Secondly​, the inheritance of our Prophet (sall Allāhu ʿalayhi wa sallam) is worth it. Surely, we should be able to exercise more patience than we are ordinarily capable of displaying and be willing to adjust our preferences when it comes to gaining something that matters so much to us. Thus, we should be more than willing to listen to a knowledgeable speaker, regardless of their being less attractive or charismatic. Allāh (subḥānahu wa taʿālā) has set mighty rewards for seeking knowledge because of the nobility of the act and the effort and patience required when doing so.

We must face the truth, if seeking knowledge was as easy as being entertained, everyone would be knowledgeable. Hence, we really need to stop considering our journey of seeking knowledge as something similar to a journey to a fast food outlet where everything has to be how we want it to be, when we want it to be, and served with a smile.

4) Evidence:

This next point is one that sends shivers down my spine and should send shivers down yours too. Always remember and ponder over the fact that the lectures that you listen to, the events that you attend, the knowledge that you gain, will either be evidence for you​ or against you ​when you stand in front of Allāh (subḥānahu wa taʿālā) on the Day of Judgment. None of us would like to be witnessed against on the ultimate day of justice, especially by that which we thought would benefit us and be our protection. May Allāh (subḥānahu wa taʿālā) protect us all.

5) Injustice:

The reality is that there are far more knowledgeable teachers and lecturers than the ‘famous’ ones. If we restrict the avenues of acquisition of this knowledge and this noble inheritance then we are only doing a disservice to ourselves.

Some of my fondest memories whilst studying in Riyadh, K.S.A, was when my esteemed teachers at university, who were not necessarily ‘famous’, would direct us to those who they acknowledged as more knowledgeable than them and were furthermore unknown. May Allāh (subḥānahu wa taʿālā) preserve them all. They truly hoped for us to become better informed and desired for our journey of seeking knowledge to be a more robust one.

6) The ends do not justify the means:

In order for an act of worship to be accepted by Allāh (subḥānahu wa taʿālā) two conditions must be met. Firstly, that act must solely be performed for the sake of Allāh (subḥānahu wa taʿālā), and secondly the manner of the act must be in accordance to the mandates set by Allāh (subḥānahu wa taʿālā) and the teachings of our Messenger (sall Allāhu ʿalayhi wa sallam). We cannot worship Allāh (subḥānahu wa taʿālā) how​ we want ​to​, but must worship Him (subḥānahu wa taʿālā) how ​He wants​to ​be worshipped. Thus, purity and beautiful intentions must remain constant, as well as being mindful of the morals, manners and etiquettes set by the Lawgiver (subḥānahu wa taʿālā) throughout the entire process of seeking knowledge.

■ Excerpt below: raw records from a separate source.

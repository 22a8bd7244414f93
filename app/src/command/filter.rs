use std::path::PathBuf;

use tracing::warn;

use casereg_analysis::{FilterCondition, Highlights, Operator, RegistryQuery};
use casereg_core::Registry;

use super::{Workspace, parse_today, print_table};
use crate::loader;

/// Input parameters for the Filter command strategy.
#[derive(Debug, Clone)]
pub struct FilterInput {
    pub file: Option<PathBuf>,
    /// `field:operator[:operand]` strings
    pub conditions: Vec<String>,
    pub facet: Option<String>,
    pub search: Option<String>,
    pub hide_deleted: bool,
    pub export: Option<PathBuf>,
}

/// Strategy for filtering the registry.
///
/// Conditions are applied first, then the facet, then the text search.
/// Each printed row carries its strongest highlight.
#[derive(Debug, Clone, Copy)]
pub struct FilterStrategy;

impl super::CommandStrategy for FilterStrategy {
    type Input = FilterInput;

    fn execute(&self, input: Self::Input) -> anyhow::Result<()> {
        let workspace = Workspace::open(input.file)?;
        let registry = &workspace.registry;
        let columns = &workspace.config.columns;

        let mut query = RegistryQuery::new();
        for raw in &input.conditions {
            let condition = parse_condition(raw, registry)?;
            println!("• {condition}");
            query = query.with_condition(condition);
        }
        if let Some(facet) = input.facet {
            let choices = registry.facet_values(&columns.facet_field);
            if !choices.contains(&facet) {
                warn!(
                    "'{facet}' is not a value of '{}'; known: {}",
                    columns.facet_field,
                    choices.join(", ")
                );
            }
            query = query.with_facet(columns.facet_field.clone(), facet);
        }
        if let Some(search) = input.search {
            query = query.with_search(search);
        }

        let mut view = query.run(registry);
        if input.hide_deleted {
            view = view.filter(|record| !record.is_deleted());
        }

        let highlights = Highlights::compute(
            registry,
            &workspace.config.deadlines,
            &columns.name_field,
            parse_today(None)?,
        );
        let rows: Vec<Vec<String>> = view
            .records()
            .map(|record| {
                vec![
                    record.id().to_string(),
                    workspace.label(record),
                    record.value(&columns.facet_field).render(),
                    highlights
                        .reasons(record)
                        .first()
                        .map_or_else(String::new, |r| r.as_str().to_string()),
                ]
            })
            .collect();
        print_table(&["#", "Name", "Facet", "Highlight"], &rows);
        println!("\n{} of {} records", view.len(), registry.len());

        if let Some(path) = input.export {
            loader::export_view(&view, &path)?;
            println!("✅ Exported {} records to {}", view.len(), path.display());
        }
        Ok(())
    }
}

/// Parses `field:operator[:operand]`.
///
/// The operand is read according to the column type inferred from the
/// registry. Conditions on columns the registry does not have are accepted
/// and later ignored by the filter.
fn parse_condition(raw: &str, registry: &Registry) -> anyhow::Result<FilterCondition> {
    let mut parts = raw.splitn(3, ':');
    let field = parts.next().unwrap_or_default().trim();
    let operator = parts
        .next()
        .ok_or_else(|| anyhow::anyhow!("Condition '{raw}' needs `field:operator[:operand]`"))?;
    let operand = parts.next().unwrap_or_default();

    if field.is_empty() {
        anyhow::bail!("Condition '{raw}' has no field");
    }
    if !registry.schema().contains(field) {
        warn!("Column '{field}' is not in the registry; condition ignored");
    }

    let operator: Operator = operator
        .parse()
        .map_err(|e| anyhow::anyhow!("{e}; expected one of: {}", operator_names()))?;
    let condition = FilterCondition::parse(field, operator, operand, registry.column_kind(field))?;
    Ok(condition)
}

fn operator_names() -> String {
    Operator::ALL
        .iter()
        .map(|op| op.as_str())
        .collect::<Vec<_>>()
        .join(", ")
}
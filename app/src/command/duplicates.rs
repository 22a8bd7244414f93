use std::path::PathBuf;

use casereg_analysis::DuplicateDetector;

use super::{Workspace, print_table};

/// Input parameters for the Duplicates command strategy.
#[derive(Debug, Clone)]
pub struct DuplicatesInput {
    pub file: Option<PathBuf>,
}

/// Strategy for listing records that share a person name.
#[derive(Debug, Clone, Copy)]
pub struct DuplicatesStrategy;

impl super::CommandStrategy for DuplicatesStrategy {
    type Input = DuplicatesInput;

    fn execute(&self, input: Self::Input) -> anyhow::Result<()> {
        let workspace = Workspace::open(input.file)?;
        let registry = &workspace.registry;
        let name_field = &workspace.config.columns.name_field;
        let groups = DuplicateDetector::groups(registry, name_field);

        if groups.is_empty() {
            println!("No duplicate names");
            return Ok(());
        }

        let rows: Vec<Vec<String>> = groups
            .iter()
            .flat_map(|(key, ids)| {
                ids.iter().map(move |id| {
                    let full = registry
                        .get(*id)
                        .map(|record| record.value(name_field).render())
                        .unwrap_or_default();
                    vec![key.clone(), id.to_string(), full]
                })
            })
            .collect();
        print_table(&["Name", "#", name_field.as_str()], &rows);
        println!("\n{} names shared by {} records", groups.len(), rows.len());
        Ok(())
    }
}
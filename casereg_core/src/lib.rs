#![deny(
    clippy::all,
    clippy::nursery,
    clippy::pedantic,
    clippy::style,
    clippy::complexity,
    clippy::perf,
    clippy::correctness,
    clippy::suspicious,
    clippy::unwrap_used,
    clippy::expect_used
)]
#![allow(
    clippy::similar_names,
    clippy::missing_safety_doc,
    clippy::missing_panics_doc,
    clippy::missing_errors_doc
)]

//! Case-tracking registry model.
//!
//! Records live in a [`Registry`] and are addressed by a [`RecordId`] that is
//! issued once at append time and never reused. Everything derived from the
//! registry (filter views, highlight sets, match results) refers to records
//! through these ids.

pub mod dates;
pub mod error;
pub mod normalize;
pub mod registry;
pub mod tokens;
pub mod value;

pub use error::{Error, Result, ValidationError};
pub use normalize::{MappedText, normalize};
pub use registry::{
    ARCHIVED_FIELD, DELETED_FIELD, Flag, Record, RecordId, Registry, RegistryEvent, RegistryView,
    Schema, is_service_field,
};
pub use value::{ColumnKind, Value};
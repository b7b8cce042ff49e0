// Discord layer - cogs, commands and event handlers.

#[path = "cogs/cog_registry.rs"]
pub mod cogs;

#[path = "commands/command_catalog.rs"]
pub mod commands;

pub mod embeds;

pub mod lifecycle;

use crate::core::config::BotConfig;
use crate::core::prefixes::PrefixService;
use crate::core::readiness::ReadinessTracker;
use crate::infra::prefixes::JsonPrefixStore;
use chrono::{DateTime, Utc};
use std::future::Future;
use std::pin::Pin;
use std::sync::atomic::AtomicBool;
use std::sync::Arc;
use tokio_cron_scheduler::JobScheduler;

pub type Error = Box<dyn std::error::Error + Send + Sync>;
pub type Context<'a> = poise::Context<'a, Data, Error>;
pub type BoxFuture<'a, T> = Pin<Box<dyn Future<Output = T> + Send + 'a>>;

/// Shared context handed to every command and event handler.
///
/// Built once in `main`; cloning only bumps reference counts.
#[derive(Clone)]
pub struct Data {
    pub config: Arc<BotConfig>,
    pub prefixes: Arc<PrefixService<JsonPrefixStore>>,
    pub readiness: Arc<ReadinessTracker>,
    pub scheduler: JobScheduler,
    /// Set once the one-time startup announcement has run.
    pub announced: Arc<AtomicBool>,
    pub started_at: DateTime<Utc>,
}
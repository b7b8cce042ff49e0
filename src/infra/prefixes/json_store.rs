use crate::core::prefixes::{GuildPrefixMap, PrefixStore, StoreError};
use async_trait::async_trait;
use std::io::ErrorKind;
use std::path::{Path, PathBuf};
use tokio::fs;

/// JSON file store for guild prefixes: a single object `{ "guild_id": "prefix" }`.
///
/// Nothing is cached; every call hits the file.
pub struct JsonPrefixStore {
    path: PathBuf,
}

impl JsonPrefixStore {
    pub fn new(path: impl AsRef<Path>) -> Self {
        Self {
            path: path.as_ref().to_path_buf(),
        }
    }

    pub fn path(&self) -> &Path {
        &self.path
    }

    /// Seeds an empty `{}` store when none exists yet. An existing file is
    /// left alone, even if it is malformed.
    pub async fn ensure_exists(&self) -> Result<(), StoreError> {
        if fs::try_exists(&self.path).await? {
            return Ok(());
        }

        tracing::info!(path = %self.path.display(), "Creating empty prefix store");
        self.save_all(&GuildPrefixMap::new()).await
    }
}

#[async_trait]
impl PrefixStore for JsonPrefixStore {
    async fn load_all(&self) -> Result<GuildPrefixMap, StoreError> {
        let text = match fs::read_to_string(&self.path).await {
            Ok(text) => text,
            Err(e) if e.kind() == ErrorKind::NotFound => {
                return Err(StoreError::Missing(self.path.clone()))
            }
            Err(e) => return Err(e.into()),
        };

        Ok(serde_json::from_str(&text)?)
    }

    async fn save_all(&self, prefixes: &GuildPrefixMap) -> Result<(), StoreError> {
        if let Some(parent) = self.path.parent() {
            fs::create_dir_all(parent).await?;
        }

        // Readers take no lock, so the file is replaced with a rename and is
        // never seen truncated.
        let text = serde_json::to_string_pretty(prefixes)?;
        let staging = self.path.with_extension("json.tmp");
        fs::write(&staging, text).await?;
        fs::rename(&staging, &self.path).await?;
        Ok(())
    }
}
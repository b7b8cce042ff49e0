// Discord commands module.
// Each group of related commands gets its own file; cogs decide which of
// them are registered.

pub mod admin;

pub mod help;

pub mod info;

pub mod prefix;

// Bot presence management
pub mod presence;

Hence, understand that the eventual gaining of an ‘Īmān Boost’ at the end of an event through a wholly incorrect process (not lowering one’s gaze, being charmed by the speaker in a counter­productive way, over­praising them, etc.), does not validate the process or justify it. We must ensure that we have proper manners when seeking knowledge, including lowering one’s gaze, asking questions when necessary, and staying clear of free­-mixing.

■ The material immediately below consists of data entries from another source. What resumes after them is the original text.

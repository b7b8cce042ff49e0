use super::prefix_models::{guild_key, MAX_PREFIX_LEN};
use super::prefix_store::{PrefixStore, StoreError};
use tokio::sync::Mutex;

#[derive(Debug, thiserror::Error)]
pub enum PrefixError {
    #[error("Prefix configuration error: {0}")]
    Configuration(#[from] StoreError),
    #[error("Invalid prefix: {0}")]
    InvalidPrefix(String),
}

/// Resolves and updates per-guild command prefixes.
///
/// The store is re-read on every `resolve`, so an operator editing the file by
/// hand sees the change on the next message without restarting the bot.
/// Writes hold `write_lock` for the whole load/modify/save cycle so two guilds
/// changing their prefix at the same time cannot clobber each other.
pub struct PrefixService<S: PrefixStore> {
    store: S,
    default_prefix: String,
    write_lock: Mutex<()>,
}

impl<S: PrefixStore> PrefixService<S> {
    #[cfg(test)]
    pub fn new(store: S) -> Self {
        Self::with_default(store, super::prefix_models::DEFAULT_PREFIX)
    }

    pub fn with_default(store: S, default_prefix: impl Into<String>) -> Self {
        Self {
            store,
            default_prefix: default_prefix.into(),
            write_lock: Mutex::new(()),
        }
    }

    pub fn default_prefix(&self) -> &str {
        &self.default_prefix
    }

    /// Effective prefix for a guild. A guild without an override gets the
    /// default; a missing or unreadable store is an error, never a default.
    pub async fn resolve(&self, guild_id: u64) -> Result<String, PrefixError> {
        let prefixes = self.store.load_all().await?;
        Ok(prefixes
            .get(&guild_key(guild_id))
            .cloned()
            .unwrap_or_else(|| self.default_prefix.clone()))
    }

    /// Prefix for an optional guild. Direct messages always use the default.
    pub async fn resolve_for(&self, guild_id: Option<u64>) -> Result<String, PrefixError> {
        match guild_id {
            Some(guild_id) => self.resolve(guild_id).await,
            None => Ok(self.default_prefix.clone()),
        }
    }

    pub async fn set_prefix(&self, guild_id: u64, new_prefix: &str) -> Result<(), PrefixError> {
        validate_prefix(new_prefix)?;

        let _guard = self.write_lock.lock().await;
        let mut prefixes = self.store.load_all().await?;
        prefixes.insert(guild_key(guild_id), new_prefix.to_string());
        self.store.save_all(&prefixes).await?;

        tracing::info!(guild_id, prefix = new_prefix, "Guild prefix updated");
        Ok(())
    }

    /// Drops a guild's override so it falls back to the default prefix.
    pub async fn reset(&self, guild_id: u64) -> Result<(), PrefixError> {
        self.remove_entry(guild_id).await?;
        tracing::info!(guild_id, "Guild prefix reset to default");
        Ok(())
    }

    /// Removes all prefix state for a guild the bot has left. Returns whether
    /// an entry existed.
    pub async fn forget_guild(&self, guild_id: u64) -> Result<bool, PrefixError> {
        let removed = self.remove_entry(guild_id).await?;
        if removed {
            tracing::info!(guild_id, "Pruned prefix for departed guild");
        }
        Ok(removed)
    }

    async fn remove_entry(&self, guild_id: u64) -> Result<bool, PrefixError> {
        let _guard = self.write_lock.lock().await;
        let mut prefixes = self.store.load_all().await?;
        if prefixes.remove(&guild_key(guild_id)).is_none() {
            return Ok(false);
        }
        self.store.save_all(&prefixes).await?;
        Ok(true)
    }
}

fn validate_prefix(prefix: &str) -> Result<(), PrefixError> {
    if prefix.trim().is_empty() {
        return Err(PrefixError::InvalidPrefix(
            "prefix cannot be empty".to_string(),
        ));
    }
    if prefix.chars().count() > MAX_PREFIX_LEN {
        return Err(PrefixError::InvalidPrefix(format!(
            "prefix cannot be longer than {} characters",
            MAX_PREFIX_LEN
        )));
    }
    Ok(())
}

#[cfg(test)]
mod tests {
    use super::*;
    use crate::core::prefixes::GuildPrefixMap;
    use async_trait::async_trait;
    use std::path::PathBuf;
    use std::sync::Arc;

    /// In-memory store for testing. `None` behaves like a missing file.
    struct MockPrefixStore {
        data: std::sync::Mutex<Option<GuildPrefixMap>>,
    }

    impl MockPrefixStore {
        fn with(entries: &[(&str, &str)]) -> Self {
            let map = entries
                .iter()
                .map(|(k, v)| (k.to_string(), v.to_string()))
                .collect();
            Self {
                data: std::sync::Mutex::new(Some(map)),
            }
        }

        fn missing() -> Self {
            Self {
                data: std::sync::Mutex::new(None),
            }
        }

        fn snapshot(&self) -> GuildPrefixMap {
            self.data.lock().unwrap().clone().unwrap_or_default()
        }
    }

    #[async_trait]
    impl PrefixStore for MockPrefixStore {
        async fn load_all(&self) -> Result<GuildPrefixMap, StoreError> {
            let loaded = self.data.lock().unwrap().clone();
            // Give other tasks a chance to interleave between load and save.
            tokio::task::yield_now().await;
            loaded.ok_or_else(|| StoreError::Missing(PathBuf::from("memory")))
        }

        async fn save_all(&self, prefixes: &GuildPrefixMap) -> Result<(), StoreError> {
            *self.data.lock().unwrap() = Some(prefixes.clone());
            Ok(())
        }
    }

    #[tokio::test]
    async fn unknown_guild_gets_default_prefix() {
        let service = PrefixService::new(MockPrefixStore::with(&[("111", "!")]));
        assert_eq!(service.resolve(999).await.unwrap(), "guh ");
    }

    #[tokio::test]
    async fn direct_messages_use_default_without_touching_store() {
        let service = PrefixService::new(MockPrefixStore::missing());
        assert_eq!(service.resolve_for(None).await.unwrap(), "guh ");
    }

    #[tokio::test]
    async fn stored_overrides_and_upsert() {
        let service = PrefixService::new(MockPrefixStore::with(&[("111", "!"), ("222", "?")]));

        assert_eq!(service.resolve(111).await.unwrap(), "!");
        assert_eq!(service.resolve(222).await.unwrap(), "?");
        assert_eq!(service.resolve(333).await.unwrap(), "guh ");

        service.set_prefix(333, "$").await.unwrap();
        assert_eq!(service.resolve(333).await.unwrap(), "$");
        assert_eq!(service.store.snapshot().len(), 3);

        service.set_prefix(111, ">>").await.unwrap();
        assert_eq!(service.resolve(111).await.unwrap(), ">>");
        assert_eq!(service.store.snapshot().len(), 3);
    }

    #[tokio::test]
    async fn missing_store_is_a_configuration_error() {
        let service = PrefixService::new(MockPrefixStore::missing());
        let err = service.resolve(111).await.unwrap_err();
        assert!(matches!(
            err,
            PrefixError::Configuration(StoreError::Missing(_))
        ));

        let err = service.set_prefix(111, "!").await.unwrap_err();
        assert!(matches!(err, PrefixError::Configuration(_)));
    }

    #[tokio::test]
    async fn rejects_blank_and_oversized_prefixes() {
        let service = PrefixService::new(MockPrefixStore::with(&[]));
        assert!(matches!(
            service.set_prefix(1, "   ").await,
            Err(PrefixError::InvalidPrefix(_))
        ));
        let long = "x".repeat(MAX_PREFIX_LEN + 1);
        assert!(matches!(
            service.set_prefix(1, &long).await,
            Err(PrefixError::InvalidPrefix(_))
        ));
        assert!(service.store.snapshot().is_empty());
    }

    #[tokio::test]
    async fn reset_and_forget_remove_the_entry() {
        let service = PrefixService::new(MockPrefixStore::with(&[("111", "!"), ("222", "?")]));

        service.reset(111).await.unwrap();
        assert_eq!(service.resolve(111).await.unwrap(), "guh ");

        assert!(service.forget_guild(222).await.unwrap());
        assert!(!service.forget_guild(222).await.unwrap());
        assert!(service.store.snapshot().is_empty());
    }

    #[tokio::test]
    async fn custom_default_prefix() {
        let service = PrefixService::with_default(MockPrefixStore::with(&[]), "!");
        assert_eq!(service.default_prefix(), "!");
        assert_eq!(service.resolve(5).await.unwrap(), "!");
    }

    #[tokio::test]
    async fn concurrent_writers_keep_every_guild() {
        let service = Arc::new(PrefixService::new(MockPrefixStore::with(&[])));

        let mut handles = Vec::new();
        for guild_id in 0..16u64 {
            let service = Arc::clone(&service);
            handles.push(tokio::spawn(async move {
                service
                    .set_prefix(guild_id, &format!("{}!", guild_id))
                    .await
                    .unwrap();
            }));
        }
        for handle in handles {
            handle.await.unwrap();
        }

        let stored = service.store.snapshot();
        assert_eq!(stored.len(), 16);
        assert_eq!(stored.get("7").map(String::as_str), Some("7!"));
    }
}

May Allāh (subḥānahu wa taʿālā) correct our affairs. Amīn.

My dear brothers and sisters, the thoughts I have penned in this article are not meant to cause grievance to anyone, but rather are intended with sincere love, for the sake of Allāh (subḥānahu wa taʿālā). I have not stated anything here with a stereotypical mentality and know that much of what has been stated may not apply to many a reader, InshāAllāh.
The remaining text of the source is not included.